• [Exercise directions]:
For the entries below, how many lines include the word "uuid"? Give the figure and nothing more.
━━━━━ Dataset extract ━━━━━
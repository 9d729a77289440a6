use crate::http::{UrlTemplate, get_body};
use combiner_core::ContentFetcher;
use combiner_core::model::ContentModel;
use combiner_core::result::{FetchError, OptFetchResult};
use error_stack::ResultExt;
use reqwest::Client;
use tracing::instrument;

/// Reads content from a JSON store addressed by a URL template.
///
/// Backs both the document store and the content collection fallback.
#[derive(Debug, Clone)]
pub struct ContentClient {
    client: Client,
    url: UrlTemplate,
}

impl ContentClient {
    pub fn new(client: Client, url: UrlTemplate) -> Self {
        Self { client, url }
    }
}

impl ContentFetcher for ContentClient {
    #[instrument(skip(self), name = "content_client#content")]
    async fn content(&self, uuid: &str) -> OptFetchResult<ContentModel> {
        let url = self.url.url_for(uuid);
        let Some(body) = get_body(&self.client, &url).await? else {
            return Ok(None);
        };

        serde_json::from_slice(&body)
            .map(Some)
            .change_context(FetchError::ParseContent)
            .attach(url)
    }
}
━━━━━
• [Final answer]:
2